Hillel Ben-Sasson, a 32-year-old doctoral student in philosophy at the Hebrew University, is the spokesman for the Sheikh Jarrah Solidarity Movement, a group of mostly Jewish protesters who have been demonstrating near the homes every Friday afternoon since the eviction in August 2009.
For Ben-Sasson, the struggle isn’t between Palestinians and Israel or between Jews and Muslims, it is over the character of Israeli society and its democratic values.
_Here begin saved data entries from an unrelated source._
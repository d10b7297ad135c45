//! Tracing/logging initialization.
//!
//! Engine logs carry structured fields (`warehouse_id`, `slot`, `bags`,
//! `customer_id`); JSON output keeps them machine-readable.

use tracing_subscriber::EnvFilter;

/// Default filter when `RUST_LOG` is unset or invalid.
pub const DEFAULT_FILTER: &str = "info";

/// Filter from `RUST_LOG`, falling back to [`DEFAULT_FILTER`].
pub fn env_filter() -> EnvFilter {
    EnvFilter::try_from_default_env().unwrap_or_else(|_| EnvFilter::new(DEFAULT_FILTER))
}

/// Initialize tracing/logging for the process.
///
/// Safe to call multiple times (subsequent calls are no-ops).
pub fn init() {
    // JSON logs + timestamps, configurable via RUST_LOG.
    let _ = tracing_subscriber::fmt()
        .with_env_filter(env_filter())
        .json()
        .with_timer(tracing_subscriber::fmt::time::SystemTime)
        .with_target(false)
        .try_init();
}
Set in those terms, it is very clear to him who the “good guys” are: the Palestinians are fighting for their legitimate rights, his fellow Israelis are violating them.
“Something happened here that awoke the sleepy Jerusalem left,” Ben-Sasson explained. “A combination of the terrible injustice suffered by Palestinians and the brutal arrest of our activists by the Israeli police created an entirely new phenomenon here in Jerusalem.”
Ben-Sasson said his organization has carried out round-the-clock sit-ins with Palestinian neighborhood residents for more than a year. As a result, he said, the neighborhood – that had started becoming Jewish – has reclaimed its Palestinian character.
“Our tactic is nonviolent struggle and our strategy is ending the regime of privileges in Israel,” Ben-Sasson said. “The Zionist revolution has succeeded and now we need to create a completely egalitarian democratic society, not a closed Jewish ethnic community.”
His movement has recently expanded its activity to protest Israeli land confiscation in other parts of the country. On Land Day, which is marked every March 30 by Israeli Arabs to highlight their claims to equal rights to land, they demonstrated alongside the Arab residents of Lod, a mixed Jewish and Arab city near Tel Aviv.
“The youngsters there were shouting ‘With blood and spirit, we will redeem you, O Palestine!’ but I know they will settle for simple equality as Israelis,” Ben-Sasson concluded.